Ainda assim, não podemos deixar de realçar que, de acordo com este email da Divisão Municipal de Jardins, apesar de o Código Regulamentar do Município do Porto (artigos C-2/7º e C-2/10º) assim o exigir, o Instituto das Infra-estruturas Rodoviárias não parece ter informado nem esperado por um parecer favorável dos serviços competentes da Câmara Municipal do Porto, antes de proceder ao abate das respectivas árvores.
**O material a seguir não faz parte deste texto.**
use serde::Serialize;

use super::state::{WorkoutState, WorkoutStatus};
use crate::timer::{
    display_seconds, segment_length, total_duration, IntervalCursor, Phase, TimerKind, TimerState,
};

/// Per-timer display fields, recomputed from the workout state on demand.
#[derive(Debug, Clone, PartialEq, Eq, Serialize)]
pub struct TimerView {
    pub index: usize,
    pub id: String,
    pub name: String,
    pub kind: TimerKind,
    pub title: &'static str,
    pub state: TimerState,
    pub is_active: bool,
    /// Present for xy and tabata timers.
    pub current_round: Option<u32>,
    pub total_rounds: Option<u32>,
    /// Present for tabata timers.
    pub phase: Option<Phase>,
    /// Clock value: remaining seconds for countdowns, elapsed otherwise.
    pub display_seconds: u64,
    /// Length of the segment shown on the clock.
    pub segment_seconds: u64,
    pub total_seconds: u64,
}

impl TimerView {
    pub(crate) fn derive(state: &WorkoutState, index: usize) -> Option<Self> {
        let timer = state.timers.get(index)?;
        let is_active = state.active_index == Some(index);
        let completed = timer.is_completed();

        let display_state = if completed {
            TimerState::Completed
        } else if is_active {
            match state.status {
                WorkoutStatus::Paused => TimerState::Paused,
                _ => TimerState::Running,
            }
        } else {
            TimerState::NotRunning
        };

        let cursor = if is_active {
            state.cursor
        } else {
            IntervalCursor::default()
        };

        let rounds = timer.rounds_or_one();
        let current_round = timer.kind.is_round_based().then(|| {
            if completed {
                rounds
            } else {
                cursor.round
            }
        });

        let display = if is_active {
            display_seconds(timer, state.elapsed_ticks)
        } else if completed {
            match timer.kind {
                TimerKind::Countdown => 0,
                _ => segment_length(timer, cursor),
            }
        } else {
            match timer.kind {
                TimerKind::Countdown => timer.duration,
                _ => 0,
            }
        };

        Some(Self {
            index,
            id: timer.id.clone(),
            name: timer.name.clone(),
            kind: timer.kind,
            title: timer.kind.title(),
            state: display_state,
            is_active,
            current_round,
            total_rounds: timer.kind.is_round_based().then_some(rounds),
            phase: (timer.kind == TimerKind::Tabata).then(|| cursor.phase()),
            display_seconds: display,
            segment_seconds: segment_length(timer, cursor),
            total_seconds: total_duration(timer),
        })
    }
}

/// `MM:SS`, minutes unbounded.
pub fn format_clock(secs: u64) -> String {
    format!("{:02}:{:02}", secs / 60, secs % 60)
}

/// `Xm Ys`, or `Ys` under a minute.
pub fn format_compact(secs: u64) -> String {
    let minutes = secs / 60;
    let seconds = secs % 60;
    if minutes > 0 {
        format!("{minutes}m {seconds}s")
    } else {
        format!("{seconds}s")
    }
}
Excertos relevantes do Código Regulamentar do Município do Porto (artigos C-2/7º e C-2/10º):

Artigo C-2/7º
Preservação de espécies

1 – Os espaços verdes públicos assumem pela sua localização junto do tecido edificado, dimensão de zonas permeáveis, composição florística e arquitectónica, e massa vegetal, especial importância na paisagem e vivência urbanas, constituindo o principal parâmetro de equilíbrio e protecção ecológica, tornando-se por isso necessário garantir a preservação de espécies e exemplares arbóreos e arbustivos que fazem parte da sua estrutura.
2 – Atendendo ao referido no número anterior, aplicam-se as seguintes disposições em matéria de salvaguarda e protecção dos espaços verdes públicos:
a) Não são permitidos abates ao nível do coberto arbóreo e arbustivo existente, com excepção das plantas invasoras ou doentes;
b) Qualquer intervenção a realizar nestes espaços verdes está sujeita à aprovação expressa e prévia do projecto de arranjos exteriores e de integração paisagística respectivo, por parte dos serviços competentes da Câmara Municipal do Porto

CAPÍTULO III
ESPAÇOS VERDES PRIVADOS E PRIVADOS DE USO PÚBLICO

Artigo C-2/10º
Preservação e condicionantes
1 – Para efeitos de assegurar uma correcta gestão e planeamento dos espaços verdes e ambiente urbano, qualquer intenção de abate de árvores no Concelho do Porto terá de ser comunicado e recolher parecer favorável dos Serviços competentes da Câmara Municipal do Porto.